[Devel] [PATCH RH7 2/2] proc/cpuset: do not show cpuset in CT

Fri May 20 02:16:03 PDT 2016

On Thu, May 19, 2016 at 06:32:01PM +0300, Pavel Tikhomirov wrote:
> After commit da53619c5d49 ("ve/cpuset: revert changes allowing to
> attach to empty cpusets") one can not create non-empty cpuset
> cgroup in CT. And docker which tries to create cgroup for every
> visible controller creates cpuset cgroup for docker-ct and fails
> to add processes to it.
> 
> Cgroup files cpuset.cpus are by design not valid to use
> in our CTs as they pin processes in cgroup to defined range of
> processors, but we don't want processes in container to be able
> to pin itself to cpus they want. We have other mechanism to restric
> CT's cpus usage - cpu.nr_cpus cgroup file, which allows balansing
> containers between cpus. So we faked cpuset.cpus in CT so one can
> not realy pin processes in CT. But that makes all cpuset cgroups
> non-initialized and we also can't attach processes to cgroups. Same
> is valid for cpuset.mems exept we do not have ~nr_mems.
> 
> We can just hide cpuset cgroup from /proc/self/cgroup and /proc/cgroups
> to protect it from being used in CT(and also do not mount it in
> libvzctl, which seem to automaticly happen).

Yeah, libvzctl is smart enough to check /proc/cgroups when adding cgroup
bindmounts, which happens after attaching to ve cgroup, so it should
just work.

> Docker not seeing
> cpuset will almost silently skip it and work as usual.

I hope nobody but docker has intention to use cpuset inside container.

> 
> *Over option is to make fake cpuset.{cpus,mems} to be semi-fake copying
> values from root cgroup on write. But that can lock us changing
> these files on host root cgroup as they are hierarchical.

Nah, that's bad. I bet we would end up reintroducing our ugly hacks
allowing to attach to empty cpusets then.

BTW, I think we can now revert commit 7c57b078d025b ("sched: Port
diff-fairsched-cpuset-add-fake-cpuset-for-containers").

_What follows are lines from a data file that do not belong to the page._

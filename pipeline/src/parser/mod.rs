//! Raw input loaders.
//!
//! - CSV files, with encoding auto-detection and an optional preamble skip
//! - [`spreadsheet`] - first sheet of an `.xls`/`.xlsx` workbook
//! - [`document`] - paragraph lines of a `.docx` document
//!
//! Every loader checks that its file exists first and reports
//! [`LoadError::MissingFile`] otherwise.

pub mod document;
pub mod spreadsheet;

use std::path::Path;

use crate::error::{LoadError, LoadResult};
use crate::table::{cell, Table};

pub use document::{docx_paragraphs, read_docx_lines};
pub use spreadsheet::read_spreadsheet;

/// Detect the encoding of raw bytes. Valid UTF-8 (BOM included) wins,
/// otherwise chardet decides.
pub fn detect_encoding(bytes: &[u8]) -> String {
    if std::str::from_utf8(bytes).is_ok() {
        return "utf-8".to_string();
    }

    let result = chardet::detect(bytes);
    let charset = result.0;

    match charset.to_lowercase().as_str() {
        "ascii" | "utf-8" | "utf8" | "utf-8-sig" => "utf-8".to_string(),
        "iso-8859-1" | "iso-8859-15" | "latin-1" | "latin1" => "iso-8859-1".to_string(),
        "windows-1252" | "cp1252" => "windows-1252".to_string(),
        _ => charset,
    }
}

/// Decode bytes to a string using the given encoding, dropping a UTF-8 BOM.
///
/// Unknown encodings and invalid UTF-8 fall back to lossy UTF-8.
pub fn decode_content(bytes: &[u8], encoding: &str) -> String {
    let text = match encoding.to_lowercase().as_str() {
        // WHATWG maps the latin-1 labels onto windows-1252, a superset of
        // ISO-8859-1 outside 0x80..=0x9F.
        "iso-8859-1" | "latin-1" | "latin1" | "windows-1252" | "cp1252" => {
            encoding_rs::WINDOWS_1252.decode(bytes).0.into_owned()
        }
        _ => match std::str::from_utf8(bytes) {
            Ok(s) => s.to_string(),
            Err(_) => String::from_utf8_lossy(bytes).into_owned(),
        },
    };

    match text.strip_prefix('\u{feff}') {
        Some(stripped) => stripped.to_string(),
        None => text,
    }
}

/// Return the content after the first `lines` physical lines.
pub fn skip_lines(content: &str, lines: usize) -> &str {
    let mut offset = 0;
    for (skipped, chunk) in content.split_inclusive('\n').enumerate() {
        if skipped == lines {
            break;
        }
        offset += chunk.len();
    }
    &content[offset..]
}

/// Parse comma-separated text with a header row into a [`Table`].
///
/// Short rows are padded with missing cells and long rows truncated.
/// Unnamed headers become `Unnamed: <index>`.
pub fn parse_csv_str(content: &str) -> Result<Table, csv::Error> {
    let mut reader = csv::ReaderBuilder::new()
        .has_headers(true)
        .flexible(true)
        .from_reader(content.as_bytes());

    let headers: Vec<String> = reader
        .headers()?
        .iter()
        .enumerate()
        .map(|(i, h)| {
            if h.trim().is_empty() {
                format!("Unnamed: {}", i)
            } else {
                h.to_string()
            }
        })
        .collect();

    let mut table = Table::new(headers);
    for record in reader.records() {
        let record = record?;
        table.push_row(record.iter().map(cell).collect());
    }

    Ok(table)
}

/// Drop the last column if it is unnamed and empty in every row, as left by
/// a trailing delimiter on each line. Returns true if a column was dropped.
pub fn drop_trailing_empty_column(table: &mut Table) -> bool {
    let Some(last) = table.width().checked_sub(1) else {
        return false;
    };
    let unnamed = table.headers()[last] == format!("Unnamed: {}", last);
    if unnamed && table.rows().iter().all(|row| row[last].is_none()) {
        table.drop_column(last);
        true
    } else {
        false
    }
}

/// Read a CSV file, skipping `preamble_lines` lines before the header row.
pub fn read_csv_file(path: &Path, preamble_lines: usize) -> LoadResult<Table> {
    ensure_exists(path)?;

    let bytes = std::fs::read(path).map_err(|source| LoadError::Io {
        path: path.to_path_buf(),
        source,
    })?;
    let encoding = detect_encoding(&bytes);
    let content = decode_content(&bytes, &encoding);
    let body = skip_lines(&content, preamble_lines);

    if body.trim().is_empty() {
        return Err(LoadError::NoHeaders {
            path: path.to_path_buf(),
        });
    }

    parse_csv_str(body).map_err(|source| LoadError::Csv {
        path: path.to_path_buf(),
        source,
    })
}

/// Read the wide indicator CSV: skip the preamble and drop the empty column
/// its trailing delimiters produce.
pub fn read_indicator_csv(path: &Path, preamble_lines: usize) -> LoadResult<Table> {
    let mut table = read_csv_file(path, preamble_lines)?;
    drop_trailing_empty_column(&mut table);
    Ok(table)
}

/// Load any tabular input, choosing the reader from the file extension.
///
/// `.csv` goes through [`read_csv_file`]; everything else is treated as a
/// spreadsheet workbook.
pub fn read_table(path: &Path) -> LoadResult<Table> {
    let is_csv = path
        .extension()
        .and_then(|e| e.to_str())
        .is_some_and(|e| e.eq_ignore_ascii_case("csv"));

    if is_csv {
        read_csv_file(path, 0)
    } else {
        read_spreadsheet(path)
    }
}

pub(crate) fn ensure_exists(path: &Path) -> LoadResult<()> {
    if path.is_file() {
        Ok(())
    } else {
        Err(LoadError::MissingFile {
            path: path.to_path_buf(),
        })
    }
}
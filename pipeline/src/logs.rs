//! Pipeline log helpers.
//!
//! Stages report progress through `log_info`, `log_success`, `log_warning`
//! and `log_error`. Each helper emits a `tracing` event tagged with its
//! [`LogLevel`] so `success` lines stay distinguishable from plain `info`.

use serde::{Deserialize, Serialize};
use tracing_subscriber::{fmt, EnvFilter};

/// Log level as shown to the user
#[derive(Debug, Clone, Copy, PartialEq, Eq, Serialize, Deserialize)]
#[serde(rename_all = "lowercase")]
pub enum LogLevel {
    Info,
    Success,
    Warning,
    Error,
}

impl LogLevel {
    pub fn as_str(self) -> &'static str {
        match self {
            LogLevel::Info => "info",
            LogLevel::Success => "success",
            LogLevel::Warning => "warning",
            LogLevel::Error => "error",
        }
    }
}

/// Install the global subscriber on stderr. `RUST_LOG` overrides the
/// default `info`.
///
/// Safe to call more than once; later calls are ignored.
pub fn init_logging() {
    let env = EnvFilter::try_from_default_env().unwrap_or_else(|_| EnvFilter::new("info"));
    let _ = fmt::Subscriber::builder()
        .with_env_filter(env)
        .with_target(false)
        .with_writer(std::io::stderr)
        .try_init();
}

/// Emit a message at the given level.
pub fn log(level: LogLevel, msg: impl Into<String>) {
    let msg = msg.into();
    let kind = level.as_str();
    match level {
        LogLevel::Info | LogLevel::Success => tracing::info!(kind, "{}", msg),
        LogLevel::Warning => tracing::warn!(kind, "{}", msg),
        LogLevel::Error => tracing::error!(kind, "{}", msg),
    }
}

pub fn log_info(msg: impl Into<String>) {
    log(LogLevel::Info, msg);
}

pub fn log_success(msg: impl Into<String>) {
    log(LogLevel::Success, msg);
}

pub fn log_warning(msg: impl Into<String>) {
    log(LogLevel::Warning, msg);
}

pub fn log_error(msg: impl Into<String>) {
    log(LogLevel::Error, msg);
}

#[cfg(test)]
mod tests {
    use super::*;

    #[test]
    fn test_level_labels() {
        assert_eq!(LogLevel::Success.as_str(), "success");
        assert_eq!(serde_json::to_string(&LogLevel::Warning).unwrap(), "\"warning\"");
    }

    #[test]
    fn test_helpers_after_repeated_init() {
        init_logging();
        init_logging();
        log_info("info line");
        log_success("success line");
        log_warning("warning line");
        log_error("error line");
    }
}
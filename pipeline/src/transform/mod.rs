//! Transformation module.
//!
//! - Reshape: wide indicator table to long form
//! - Normalize: shared key vocabulary and municipality lines
//! - Join: inner and left joins on key columns
//! - Pipeline: end-to-end refresh

pub mod join;
pub mod normalize;
pub mod pipeline;
pub mod reshape;

pub use join::{inner_join, left_join, merge, JoinKind};
pub use normalize::{
    municipality_table, normalize_country_metadata, normalize_indicator_metadata,
    normalize_municipal_stats, parse_municipality_lines, rename_columns, Municipality,
};
pub use pipeline::{load_raw_tables, merge_dataset, refresh, run_pipeline, OutputSummary, RawTables, RunReport};
pub use reshape::{melt_indicators, IdColumn, YearRange};
//! `.docx` paragraph extraction.
//!
//! A `.docx` file is a zip archive; its body lives in `word/document.xml`.
//! Each top-level `<w:p>` paragraph becomes one text line built from its
//! `<w:t>` runs, with `<w:tab/>` rendered as `\t` and `<w:br/>`/`<w:cr/>` as
//! `\n`. Paragraphs nested in tables (`<w:tbl>`) or text boxes
//! (`<w:txbxContent>`) are skipped, along with their text. Tab-stop
//! definitions (`<w:tab w:val=... />` inside paragraph properties) carry
//! attributes and are not text.

use once_cell::sync::Lazy;
use regex::Regex;
use std::fs::File;
use std::io::Read;
use std::path::Path;
use zip::ZipArchive;

use super::ensure_exists;
use crate::error::{LoadError, LoadResult};

const DOCUMENT_PART: &str = "word/document.xml";

static TOKEN: Lazy<Regex> = Lazy::new(|| {
    Regex::new(concat!(
        r"<w:t(?:\s[^>]*)?>(?P<text>[^<]*)</w:t>",
        r"|(?P<tab><w:tab\s*/>)",
        r"|(?P<br><w:(?:br|cr)(?:\s[^>]*)?/>)",
        r"|(?P<open><w:(?:tbl|txbxContent)(?:\s[^>]*)?>)",
        r"|(?P<close></w:(?:tbl|txbxContent)>)",
        r"|(?P<end></w:p>|<w:p(?:\s[^>]*)?/>)",
    ))
    .expect("static regex")
});

static ENTITY: Lazy<Regex> =
    Lazy::new(|| Regex::new(r"&(#x[0-9A-Fa-f]+|#[0-9]+|[a-z]+);").expect("static regex"));

/// Read every paragraph of a `.docx` file as a line of text.
pub fn read_docx_lines(path: &Path) -> LoadResult<Vec<String>> {
    ensure_exists(path)?;

    let document_err = |message: String| LoadError::Document {
        path: path.to_path_buf(),
        message,
    };

    let file = File::open(path).map_err(|source| LoadError::Io {
        path: path.to_path_buf(),
        source,
    })?;
    let mut archive = ZipArchive::new(file).map_err(|e| document_err(e.to_string()))?;
    let mut part = archive
        .by_name(DOCUMENT_PART)
        .map_err(|e| document_err(format!("{}: {}", DOCUMENT_PART, e)))?;

    let mut xml = String::new();
    part.read_to_string(&mut xml)
        .map_err(|e| document_err(e.to_string()))?;

    Ok(docx_paragraphs(&xml))
}

/// Split WordprocessingML body XML into paragraph text lines.
pub fn docx_paragraphs(xml: &str) -> Vec<String> {
    let mut lines = Vec::new();
    let mut current = String::new();
    // Depth of enclosing tables and text boxes.
    let mut nested = 0usize;

    for caps in TOKEN.captures_iter(xml) {
        if let Some(open) = caps.name("open") {
            if !open.as_str().ends_with("/>") {
                nested += 1;
            }
        } else if caps.name("close").is_some() {
            nested = nested.saturating_sub(1);
        } else if nested > 0 {
            continue;
        } else if let Some(text) = caps.name("text") {
            current.push_str(&unescape(text.as_str()));
        } else if caps.name("tab").is_some() {
            current.push('\t');
        } else if let Some(br) = caps.name("br") {
            if is_line_break(br.as_str()) {
                current.push('\n');
            }
        } else {
            lines.push(std::mem::take(&mut current));
        }
    }

    lines
}

/// `<w:cr/>` and text-wrapping `<w:br/>` break the line; page and column
/// breaks do not.
fn is_line_break(tag: &str) -> bool {
    !tag.contains("w:type=") || tag.contains("textWrapping")
}

fn unescape(text: &str) -> String {
    if !text.contains('&') {
        return text.to_string();
    }

    ENTITY
        .replace_all(text, |caps: &regex::Captures| {
            let name = &caps[1];
            let decoded = match name {
                "amp" => Some('&'),
                "lt" => Some('<'),
                "gt" => Some('>'),
                "quot" => Some('"'),
                "apos" => Some('\''),
                _ if name.starts_with("#x") => u32::from_str_radix(&name[2..], 16)
                    .ok()
                    .and_then(char::from_u32),
                _ if name.starts_with('#') => name[1..].parse().ok().and_then(char::from_u32),
                _ => None,
            };
            decoded
                .map(String::from)
                .unwrap_or_else(|| caps[0].to_string())
        })
        .into_owned()
}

Please do.

> 
> https://jira.sw.ru/browse/PSBM-47280
> 
> Signed-off-by: Pavel Tikhomirov <ptikhomirov at virtuozzo.com>
> ---
>  kernel/cgroup.c | 9 +++++++++
>  1 file changed, 9 insertions(+)
> 
> diff --git a/kernel/cgroup.c b/kernel/cgroup.c
> index 5afeb59b..0a284f2 100644
> --- a/kernel/cgroup.c
> +++ b/kernel/cgroup.c
> @@ -4953,6 +4953,11 @@ int proc_cgroup_show(struct seq_file *m, void *v)
>  		struct cgroup *cgrp;
>  		int count = 0;
>  
> +		if (!ve_is_super(get_exec_env()) &&
> +		    (root->subsys_mask & (1UL << cpuset_subsys_id)))
> +			/* do not show cpuset in CT */
> +			continue;
> +
>  		seq_printf(m, "%d:", root->hierarchy_id);
>  		for_each_subsys(root, ss)
>  			seq_printf(m, "%s%s", count++ ? "," : "", ss->name);
> @@ -4997,6 +5002,10 @@ static int proc_cgroupstats_show(struct seq_file *m, void *v)
>  
>  		if (ss == NULL)
>  			continue;
> +		if (!ve_is_super(get_exec_env()) &&
> +		    (ss->root->subsys_mask & (1UL << cpuset_subsys_id)))
> +			/* do not show cpuset in CT */
> +			continue;

This check is better to be in a function. More flexible that way - you
can extend the black list by patching just one place instead of two
then.

>  		num = _cg_virtualized(ss->root->number_of_cgroups);
>  		seq_printf(m, "%s\t%d\t%d\t%d\n",
>  			   ss->name, ss->root->hierarchy_id,